(Source data)
══════
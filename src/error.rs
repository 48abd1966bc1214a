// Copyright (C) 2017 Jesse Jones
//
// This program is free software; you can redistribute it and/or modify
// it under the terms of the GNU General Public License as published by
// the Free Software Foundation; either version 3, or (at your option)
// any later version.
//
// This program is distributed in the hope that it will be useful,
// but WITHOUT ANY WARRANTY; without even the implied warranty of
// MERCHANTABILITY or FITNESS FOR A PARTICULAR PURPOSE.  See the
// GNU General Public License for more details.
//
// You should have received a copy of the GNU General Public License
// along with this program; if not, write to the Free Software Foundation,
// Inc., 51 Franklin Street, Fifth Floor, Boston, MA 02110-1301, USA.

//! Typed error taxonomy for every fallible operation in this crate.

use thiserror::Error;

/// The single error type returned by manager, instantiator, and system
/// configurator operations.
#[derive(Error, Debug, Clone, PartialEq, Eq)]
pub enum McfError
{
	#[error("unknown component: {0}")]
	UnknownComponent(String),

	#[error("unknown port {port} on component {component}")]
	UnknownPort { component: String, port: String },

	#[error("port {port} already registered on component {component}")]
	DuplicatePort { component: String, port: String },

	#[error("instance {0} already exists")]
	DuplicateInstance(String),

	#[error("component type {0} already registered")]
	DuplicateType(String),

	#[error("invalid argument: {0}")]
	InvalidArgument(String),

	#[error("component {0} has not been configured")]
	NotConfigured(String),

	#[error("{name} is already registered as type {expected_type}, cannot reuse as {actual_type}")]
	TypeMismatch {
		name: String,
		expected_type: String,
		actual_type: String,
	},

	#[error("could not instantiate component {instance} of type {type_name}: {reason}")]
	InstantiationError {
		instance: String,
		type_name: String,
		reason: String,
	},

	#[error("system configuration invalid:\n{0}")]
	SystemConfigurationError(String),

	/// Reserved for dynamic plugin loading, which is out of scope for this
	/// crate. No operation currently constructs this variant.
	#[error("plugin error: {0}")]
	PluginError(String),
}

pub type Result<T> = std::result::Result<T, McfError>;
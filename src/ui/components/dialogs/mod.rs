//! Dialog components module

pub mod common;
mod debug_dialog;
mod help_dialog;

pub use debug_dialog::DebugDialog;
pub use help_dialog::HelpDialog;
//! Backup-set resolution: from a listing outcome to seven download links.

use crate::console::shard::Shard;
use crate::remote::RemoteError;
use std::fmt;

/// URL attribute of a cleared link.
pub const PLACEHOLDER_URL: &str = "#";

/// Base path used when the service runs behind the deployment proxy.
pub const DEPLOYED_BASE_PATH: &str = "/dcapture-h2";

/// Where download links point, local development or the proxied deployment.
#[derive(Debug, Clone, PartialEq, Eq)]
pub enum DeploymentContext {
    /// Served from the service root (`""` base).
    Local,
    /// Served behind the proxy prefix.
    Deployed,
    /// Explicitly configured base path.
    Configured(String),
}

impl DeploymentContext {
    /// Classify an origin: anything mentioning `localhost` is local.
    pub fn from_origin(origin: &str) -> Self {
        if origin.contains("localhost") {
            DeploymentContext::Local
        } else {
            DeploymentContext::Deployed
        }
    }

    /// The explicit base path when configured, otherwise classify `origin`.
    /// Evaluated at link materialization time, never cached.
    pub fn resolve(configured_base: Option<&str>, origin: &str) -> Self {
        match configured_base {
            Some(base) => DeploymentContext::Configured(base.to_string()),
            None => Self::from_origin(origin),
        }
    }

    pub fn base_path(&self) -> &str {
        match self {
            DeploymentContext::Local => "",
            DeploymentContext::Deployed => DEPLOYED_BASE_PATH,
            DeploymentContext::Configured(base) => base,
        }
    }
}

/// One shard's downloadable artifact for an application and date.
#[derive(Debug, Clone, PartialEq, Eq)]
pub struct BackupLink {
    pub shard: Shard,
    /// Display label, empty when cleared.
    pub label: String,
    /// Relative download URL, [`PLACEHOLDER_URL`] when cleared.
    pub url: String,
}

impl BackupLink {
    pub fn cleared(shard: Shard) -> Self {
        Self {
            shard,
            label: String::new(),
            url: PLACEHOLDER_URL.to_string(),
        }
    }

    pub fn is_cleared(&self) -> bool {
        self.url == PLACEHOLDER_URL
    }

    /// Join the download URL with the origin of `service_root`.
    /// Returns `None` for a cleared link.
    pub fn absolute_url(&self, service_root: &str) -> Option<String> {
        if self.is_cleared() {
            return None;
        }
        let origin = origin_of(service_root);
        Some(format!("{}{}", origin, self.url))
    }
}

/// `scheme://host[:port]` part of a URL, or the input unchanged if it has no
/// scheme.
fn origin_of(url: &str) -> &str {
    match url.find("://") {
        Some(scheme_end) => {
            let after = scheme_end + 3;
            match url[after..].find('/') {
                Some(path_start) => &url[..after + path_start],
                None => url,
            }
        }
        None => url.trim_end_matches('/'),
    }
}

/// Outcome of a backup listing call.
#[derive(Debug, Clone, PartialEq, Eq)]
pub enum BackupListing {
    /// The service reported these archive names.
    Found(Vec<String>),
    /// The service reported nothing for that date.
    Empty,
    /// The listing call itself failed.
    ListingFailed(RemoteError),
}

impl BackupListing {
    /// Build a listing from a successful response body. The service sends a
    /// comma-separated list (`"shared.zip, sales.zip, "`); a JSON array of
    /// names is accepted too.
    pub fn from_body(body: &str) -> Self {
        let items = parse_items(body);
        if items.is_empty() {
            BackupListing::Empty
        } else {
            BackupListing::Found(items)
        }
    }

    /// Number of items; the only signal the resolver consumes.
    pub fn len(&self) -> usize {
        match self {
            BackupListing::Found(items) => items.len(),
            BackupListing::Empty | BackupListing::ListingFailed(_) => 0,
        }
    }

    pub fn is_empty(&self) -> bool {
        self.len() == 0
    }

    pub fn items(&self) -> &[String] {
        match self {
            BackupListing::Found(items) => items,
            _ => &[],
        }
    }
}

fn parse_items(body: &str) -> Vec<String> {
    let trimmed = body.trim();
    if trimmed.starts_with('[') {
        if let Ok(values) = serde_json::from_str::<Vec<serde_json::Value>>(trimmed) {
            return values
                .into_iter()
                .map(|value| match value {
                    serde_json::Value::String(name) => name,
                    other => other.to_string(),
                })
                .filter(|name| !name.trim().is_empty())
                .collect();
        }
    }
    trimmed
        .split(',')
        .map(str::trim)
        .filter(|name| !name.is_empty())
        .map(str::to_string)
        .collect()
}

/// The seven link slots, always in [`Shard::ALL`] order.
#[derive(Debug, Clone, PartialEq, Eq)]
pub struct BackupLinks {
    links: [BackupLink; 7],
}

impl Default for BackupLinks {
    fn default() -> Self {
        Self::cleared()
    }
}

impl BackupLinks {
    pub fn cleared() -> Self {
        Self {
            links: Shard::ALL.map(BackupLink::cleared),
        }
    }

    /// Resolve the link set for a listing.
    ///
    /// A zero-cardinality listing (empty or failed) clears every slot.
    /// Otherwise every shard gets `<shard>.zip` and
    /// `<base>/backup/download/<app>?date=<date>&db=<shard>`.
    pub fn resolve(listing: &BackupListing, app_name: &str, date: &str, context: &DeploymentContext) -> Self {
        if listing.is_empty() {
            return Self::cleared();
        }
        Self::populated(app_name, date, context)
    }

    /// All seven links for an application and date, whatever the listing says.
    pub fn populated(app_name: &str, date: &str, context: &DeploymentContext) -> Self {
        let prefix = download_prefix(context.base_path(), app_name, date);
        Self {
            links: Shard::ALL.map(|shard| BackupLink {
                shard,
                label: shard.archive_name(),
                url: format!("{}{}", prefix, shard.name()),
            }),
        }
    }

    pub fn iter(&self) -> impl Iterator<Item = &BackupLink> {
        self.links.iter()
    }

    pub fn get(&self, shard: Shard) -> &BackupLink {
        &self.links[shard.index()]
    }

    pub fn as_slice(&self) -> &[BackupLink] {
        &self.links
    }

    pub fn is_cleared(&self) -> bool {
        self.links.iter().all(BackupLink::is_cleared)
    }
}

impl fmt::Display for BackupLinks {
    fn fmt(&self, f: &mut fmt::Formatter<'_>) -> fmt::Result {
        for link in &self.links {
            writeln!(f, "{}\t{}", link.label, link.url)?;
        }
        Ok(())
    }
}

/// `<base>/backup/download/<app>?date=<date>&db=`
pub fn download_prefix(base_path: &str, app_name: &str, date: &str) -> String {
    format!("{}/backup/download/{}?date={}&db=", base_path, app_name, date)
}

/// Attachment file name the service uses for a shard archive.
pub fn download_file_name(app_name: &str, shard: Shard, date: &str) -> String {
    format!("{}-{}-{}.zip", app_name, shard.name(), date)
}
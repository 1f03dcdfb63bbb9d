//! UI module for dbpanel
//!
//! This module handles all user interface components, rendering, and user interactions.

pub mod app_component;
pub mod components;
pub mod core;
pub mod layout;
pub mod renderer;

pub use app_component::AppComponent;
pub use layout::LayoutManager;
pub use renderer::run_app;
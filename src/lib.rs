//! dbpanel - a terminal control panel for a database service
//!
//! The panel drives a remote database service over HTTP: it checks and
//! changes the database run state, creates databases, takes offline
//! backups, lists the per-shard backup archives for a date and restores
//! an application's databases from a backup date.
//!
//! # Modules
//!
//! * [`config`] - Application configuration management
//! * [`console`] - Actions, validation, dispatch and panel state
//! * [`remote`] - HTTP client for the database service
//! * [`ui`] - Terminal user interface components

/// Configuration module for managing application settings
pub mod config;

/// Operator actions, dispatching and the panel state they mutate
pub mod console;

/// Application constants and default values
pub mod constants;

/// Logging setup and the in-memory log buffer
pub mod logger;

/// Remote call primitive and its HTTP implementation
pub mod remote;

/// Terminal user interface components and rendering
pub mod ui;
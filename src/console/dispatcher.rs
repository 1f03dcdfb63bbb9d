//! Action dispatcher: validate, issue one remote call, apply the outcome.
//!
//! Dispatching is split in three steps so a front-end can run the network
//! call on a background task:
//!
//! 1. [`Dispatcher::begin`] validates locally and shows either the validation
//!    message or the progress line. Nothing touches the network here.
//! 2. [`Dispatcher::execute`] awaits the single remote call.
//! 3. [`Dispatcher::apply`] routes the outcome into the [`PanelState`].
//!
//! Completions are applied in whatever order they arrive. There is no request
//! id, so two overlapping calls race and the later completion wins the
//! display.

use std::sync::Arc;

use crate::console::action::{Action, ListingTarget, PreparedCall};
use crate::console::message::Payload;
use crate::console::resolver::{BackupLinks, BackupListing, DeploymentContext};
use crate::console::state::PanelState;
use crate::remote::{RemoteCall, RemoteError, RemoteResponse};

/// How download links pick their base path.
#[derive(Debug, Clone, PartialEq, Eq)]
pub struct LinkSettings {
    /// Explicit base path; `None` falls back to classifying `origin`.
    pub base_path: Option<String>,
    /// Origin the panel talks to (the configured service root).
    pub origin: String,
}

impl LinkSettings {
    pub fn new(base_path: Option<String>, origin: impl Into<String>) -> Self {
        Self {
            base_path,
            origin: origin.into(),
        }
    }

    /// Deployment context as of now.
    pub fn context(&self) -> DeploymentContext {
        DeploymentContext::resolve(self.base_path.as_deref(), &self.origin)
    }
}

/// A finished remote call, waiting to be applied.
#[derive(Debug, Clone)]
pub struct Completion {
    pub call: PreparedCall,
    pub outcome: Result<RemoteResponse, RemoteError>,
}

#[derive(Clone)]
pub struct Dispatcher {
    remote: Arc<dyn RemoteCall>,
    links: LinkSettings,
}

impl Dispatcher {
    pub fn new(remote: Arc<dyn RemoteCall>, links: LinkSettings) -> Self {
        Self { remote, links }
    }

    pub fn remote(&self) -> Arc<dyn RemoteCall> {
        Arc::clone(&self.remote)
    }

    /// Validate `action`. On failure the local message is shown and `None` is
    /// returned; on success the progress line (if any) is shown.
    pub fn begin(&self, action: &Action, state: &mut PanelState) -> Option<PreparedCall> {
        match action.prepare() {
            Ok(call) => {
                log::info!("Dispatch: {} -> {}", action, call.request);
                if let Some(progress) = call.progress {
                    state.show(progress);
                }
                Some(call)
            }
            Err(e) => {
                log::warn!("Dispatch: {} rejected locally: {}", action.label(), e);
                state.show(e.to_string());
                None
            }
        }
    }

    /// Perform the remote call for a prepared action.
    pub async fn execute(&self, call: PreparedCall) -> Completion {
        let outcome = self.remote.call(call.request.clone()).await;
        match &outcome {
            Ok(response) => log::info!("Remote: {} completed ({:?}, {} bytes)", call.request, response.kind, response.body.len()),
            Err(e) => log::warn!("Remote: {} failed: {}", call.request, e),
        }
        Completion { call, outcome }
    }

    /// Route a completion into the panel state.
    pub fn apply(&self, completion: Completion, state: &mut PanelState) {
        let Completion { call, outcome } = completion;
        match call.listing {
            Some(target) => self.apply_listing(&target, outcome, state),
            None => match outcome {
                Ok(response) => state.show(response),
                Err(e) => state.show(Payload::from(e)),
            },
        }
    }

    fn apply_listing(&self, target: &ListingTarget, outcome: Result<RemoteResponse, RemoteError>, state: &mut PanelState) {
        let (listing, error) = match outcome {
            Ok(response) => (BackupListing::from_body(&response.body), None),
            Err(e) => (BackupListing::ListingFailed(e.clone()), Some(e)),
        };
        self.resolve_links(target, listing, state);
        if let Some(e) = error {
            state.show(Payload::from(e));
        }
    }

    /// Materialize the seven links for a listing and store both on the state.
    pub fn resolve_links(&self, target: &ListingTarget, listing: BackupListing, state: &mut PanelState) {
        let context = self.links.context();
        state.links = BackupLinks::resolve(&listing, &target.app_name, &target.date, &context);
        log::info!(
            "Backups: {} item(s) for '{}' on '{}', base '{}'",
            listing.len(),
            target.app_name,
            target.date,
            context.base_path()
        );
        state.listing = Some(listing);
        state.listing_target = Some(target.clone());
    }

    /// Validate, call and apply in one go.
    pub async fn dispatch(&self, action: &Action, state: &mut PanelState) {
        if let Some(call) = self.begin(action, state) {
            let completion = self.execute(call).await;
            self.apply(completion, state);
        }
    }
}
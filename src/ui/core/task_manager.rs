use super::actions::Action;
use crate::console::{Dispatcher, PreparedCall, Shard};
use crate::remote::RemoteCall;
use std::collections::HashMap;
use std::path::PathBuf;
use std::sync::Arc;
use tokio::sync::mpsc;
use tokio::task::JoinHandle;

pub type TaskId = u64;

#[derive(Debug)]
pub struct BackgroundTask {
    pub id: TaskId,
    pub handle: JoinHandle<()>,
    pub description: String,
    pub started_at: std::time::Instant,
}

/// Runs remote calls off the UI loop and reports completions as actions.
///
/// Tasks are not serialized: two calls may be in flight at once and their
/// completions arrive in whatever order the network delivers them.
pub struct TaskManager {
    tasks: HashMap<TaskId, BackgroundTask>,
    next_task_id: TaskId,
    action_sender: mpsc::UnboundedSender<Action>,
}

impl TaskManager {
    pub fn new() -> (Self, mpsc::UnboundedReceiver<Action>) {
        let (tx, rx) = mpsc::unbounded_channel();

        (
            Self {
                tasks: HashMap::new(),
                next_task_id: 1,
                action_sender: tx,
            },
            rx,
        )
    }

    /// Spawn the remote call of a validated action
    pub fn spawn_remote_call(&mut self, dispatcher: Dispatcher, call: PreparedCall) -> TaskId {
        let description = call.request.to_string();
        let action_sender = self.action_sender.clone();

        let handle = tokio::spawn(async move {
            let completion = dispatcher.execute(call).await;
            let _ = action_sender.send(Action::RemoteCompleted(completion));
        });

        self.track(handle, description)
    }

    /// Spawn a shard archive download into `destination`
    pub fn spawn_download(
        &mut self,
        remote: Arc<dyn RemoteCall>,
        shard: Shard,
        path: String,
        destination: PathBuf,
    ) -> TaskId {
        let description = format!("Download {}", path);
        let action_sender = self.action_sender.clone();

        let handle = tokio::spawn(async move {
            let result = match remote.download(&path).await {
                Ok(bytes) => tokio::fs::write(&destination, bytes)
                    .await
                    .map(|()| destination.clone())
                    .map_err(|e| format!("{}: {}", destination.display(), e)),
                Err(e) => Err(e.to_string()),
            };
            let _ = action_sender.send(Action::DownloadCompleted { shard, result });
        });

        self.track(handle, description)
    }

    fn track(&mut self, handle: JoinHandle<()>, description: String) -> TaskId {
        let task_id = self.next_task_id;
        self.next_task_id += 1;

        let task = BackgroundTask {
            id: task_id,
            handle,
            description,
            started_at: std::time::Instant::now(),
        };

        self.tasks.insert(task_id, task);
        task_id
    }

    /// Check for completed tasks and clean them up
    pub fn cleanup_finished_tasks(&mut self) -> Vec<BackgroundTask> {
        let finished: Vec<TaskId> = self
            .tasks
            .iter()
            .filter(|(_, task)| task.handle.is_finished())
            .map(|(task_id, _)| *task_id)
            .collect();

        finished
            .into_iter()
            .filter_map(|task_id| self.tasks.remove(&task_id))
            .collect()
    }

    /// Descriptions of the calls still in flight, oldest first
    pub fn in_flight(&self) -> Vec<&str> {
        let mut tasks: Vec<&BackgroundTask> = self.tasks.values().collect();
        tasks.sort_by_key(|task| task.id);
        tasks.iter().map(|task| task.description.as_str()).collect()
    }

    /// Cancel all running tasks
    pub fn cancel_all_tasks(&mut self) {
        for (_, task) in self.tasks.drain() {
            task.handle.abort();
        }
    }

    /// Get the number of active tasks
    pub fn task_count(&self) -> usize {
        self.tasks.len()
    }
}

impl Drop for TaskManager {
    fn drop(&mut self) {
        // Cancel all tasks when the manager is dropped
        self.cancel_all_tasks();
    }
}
══════
(Problem statement)
Among the lines of the listing above, which ones contain the word "interface"? Show them.

(Task answer)
//! This module handles all user interface components, rendering, and user interactions.
//! * [`ui`] - Terminal user interface components
/// Terminal user interface components and rendering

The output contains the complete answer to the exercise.